Le problème de l’infobésité est connu. C’est une affaire de flux. Mais la question du stock va aussi devenir critique. Même combat que pour le logement. Le regard est porté sur le flux de constructions neuves, mais on ferait bien de jeter un œil aussi sur l’ancien qui décrépit et tourne à la zone. La friche, c’est le vent qui masque la forêt. Nous vivons une époque moderne, nous aimons le mouvement, le changement. L’actu chasse l’actu. Alors, s’occuper de l’ancien, tu parles !

Dans cette nasse, je ne suis pas seul avec les compères du crollois. Autour de moi, je vois bien que la mise à jour n’est pas le fort des webmasters.

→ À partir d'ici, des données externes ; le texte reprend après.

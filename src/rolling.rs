//! Sliding-window return, volatility and Sharpe series.

use crate::error::{FolioError, Result};
use crate::metrics::{annualized_volatility, period_returns, MetricsConfig};
use crate::types::{finite_or_zero, PerformanceRecord, SeriesKey};
use chrono::NaiveDate;
use serde::{Deserialize, Serialize};

/// Default window length in trading days.
pub const DEFAULT_ROLLING_WINDOW: usize = 30;

/// Windowed statistics ending just before `date`.
#[derive(Debug, Clone, Copy, PartialEq, Serialize, Deserialize)]
pub struct RollingPoint {
    pub date: NaiveDate,
    pub annualized_return: f64,
    pub volatility: f64,
    pub sharpe: f64,
}

/// Computes rolling statistics over a fixed window.
///
/// The rolling Sharpe ratio uses a zero risk-free rate, unlike the full-period
/// Sharpe in [`crate::metrics::MetricsEngine`] which subtracts the configured
/// rate. Only the variance divisor and trading-day count are taken from the
/// shared [`MetricsConfig`].
#[derive(Debug, Clone)]
pub struct RollingMetricsEngine {
    window: usize,
    config: MetricsConfig,
}

impl RollingMetricsEngine {
    pub fn new(window: usize, config: MetricsConfig) -> Result<Self> {
        if window < 2 {
            return Err(FolioError::ConfigError(format!(
                "rolling window must be at least 2, got {}",
                window
            )));
        }
        Ok(Self { window, config })
    }

    pub fn window(&self) -> usize {
        self.window
    }

    /// One point per index `i` in `window..len`, computed over `[i - window, i)`.
    pub fn compute(&self, series: &[PerformanceRecord], key: SeriesKey) -> Vec<RollingPoint> {
        let w = self.window;
        if series.len() <= w {
            return Vec::new();
        }

        let values: Vec<f64> = series.iter().map(|r| r.value(key)).collect();
        let exponent = self.config.trading_days_per_year / w as f64;

        (w..values.len())
            .map(|i| {
                let window = &values[i - w..i];
                let (start, end) = (window[0], window[w - 1]);
                let annualized_return = if start > 0.0 && end > 0.0 {
                    finite_or_zero((end / start).powf(exponent) - 1.0)
                } else {
                    0.0
                };
                let volatility = annualized_volatility(&period_returns(window), &self.config);
                let sharpe = if volatility > 0.0 {
                    finite_or_zero(annualized_return / volatility)
                } else {
                    0.0
                };
                RollingPoint {
                    date: series[i].date,
                    annualized_return,
                    volatility,
                    sharpe,
                }
            })
            .collect()
    }
}

impl Default for RollingMetricsEngine {
    fn default() -> Self {
        Self {
            window: DEFAULT_ROLLING_WINDOW,
            config: MetricsConfig::default(),
        }
    }
}

#[cfg(test)]
mod tests {
    use super::*;
    use chrono::Duration;

    fn records(values: &[f64]) -> Vec<PerformanceRecord> {
        let start = NaiveDate::from_ymd_opt(2024, 1, 1).unwrap();
        values
            .iter()
            .enumerate()
            .map(|(i, v)| PerformanceRecord {
                date: start + Duration::days(i as i64),
                portfolio: *v,
                benchmark: 1.0,
            })
            .collect()
    }

    #[test]
    fn test_point_count_and_dates() {
        let values: Vec<f64> = (0..40).map(|i| 1.0 + i as f64 * 0.01).collect();
        let series = records(&values);
        let engine = RollingMetricsEngine::new(10, MetricsConfig::default()).unwrap();
        let points = engine.compute(&series, SeriesKey::Portfolio);

        assert_eq!(points.len(), 30);
        assert_eq!(points[0].date, series[10].date);
        assert_eq!(points.last().unwrap().date, series[39].date);
    }

    #[test]
    fn test_window_return_uses_first_and_last_in_window() {
        let values: Vec<f64> = (0..6).map(|i| 1.01_f64.powi(i)).collect();
        let series = records(&values);
        let engine = RollingMetricsEngine::new(5, MetricsConfig::default()).unwrap();
        let points = engine.compute(&series, SeriesKey::Portfolio);

        assert_eq!(points.len(), 1);
        let expected = (values[4] / values[0]).powf(252.0 / 5.0) - 1.0;
        assert!((points[0].annualized_return - expected).abs() < 1e-9);
        // Constant growth has no dispersion.
        assert!(points[0].volatility < 1e-9);
    }

    #[test]
    fn test_sharpe_has_no_risk_free_rate() {
        let values = [1.0, 1.02, 0.99, 1.03, 1.0, 1.04, 1.05];
        let series = records(&values);
        let engine = RollingMetricsEngine::new(5, MetricsConfig::default()).unwrap();
        for p in engine.compute(&series, SeriesKey::Portfolio) {
            assert!(p.volatility > 0.0);
            assert!((p.sharpe - p.annualized_return / p.volatility).abs() < 1e-9);
        }
    }

    #[test]
    fn test_flat_benchmark_is_zero() {
        let values: Vec<f64> = (0..35).map(|i| 1.0 + i as f64 * 0.001).collect();
        let points = RollingMetricsEngine::default().compute(&records(&values), SeriesKey::Benchmark);
        assert_eq!(points.len(), 5);
        for p in points {
            assert_eq!(p.annualized_return, 0.0);
            assert_eq!(p.volatility, 0.0);
            assert_eq!(p.sharpe, 0.0);
        }
    }

    #[test]
    fn test_short_series_and_bad_window() {
        let series = records(&[1.0, 1.1, 1.2]);
        assert!(RollingMetricsEngine::default()
            .compute(&series, SeriesKey::Portfolio)
            .is_empty());
        assert!(RollingMetricsEngine::new(1, MetricsConfig::default()).is_err());
    }
}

Choisissons au hasard un site de bonne facture, réputé et à l’audience établie. Qui peut me garantir que www.ville-crolles.fr n’est pas peuplé de minuscules friches, invisibles pour l’habitué mais qu’un œil averti détecte aisément ?

J’ai déjà cité, dans un billet récent, le DICRIM (document d’information communale sur les risques majeurs) qui nous annonce des travaux devant être lancés prochainement pour la digue du Fragnès, prochainement « en 2010 » … Au titre des friches naissantes, il y a surtout l’agenda 21, figé en 2012. Nous avions donc raison, c’était l’agenda 12. Avec le recul on peut le dire, nous l’avons pris comme souffre-douleur pendant quelques mois. Nous n’étions pas vraiment gentils camarades. Le voilà qui s’enfonce dans l’oubli, les fichiers sont maintenant endommagés. Je n’irai pas jusqu’à le réhabiliter, il est encore trop tôt, mais l’oublier, jamais ! Et si le maitre du web de la ville s’avisait de le faire disparaître, nous serions là pour en transmettre la mémoire aux générations futures.

Allez, encore une friche sympathique, peu connue, difficile d’accès : http://www.ville-crolles.fr/vie-municipale/arretes.php.... Jetez-y un œil. Vous verrez que le maire, en 2009, a pris un arrêté d’interdiction de camping sauvage sur le skatepark et le parc Jean-Claude Paturel de la commune de Crolles. C’est l’arrêté le plus récent … mais n’allez pas croire que le maire ne fait plus rien depuis 2009 !

La friche numérique, on l’aime ou on la quitte, elle survit et se transforme, rebelle.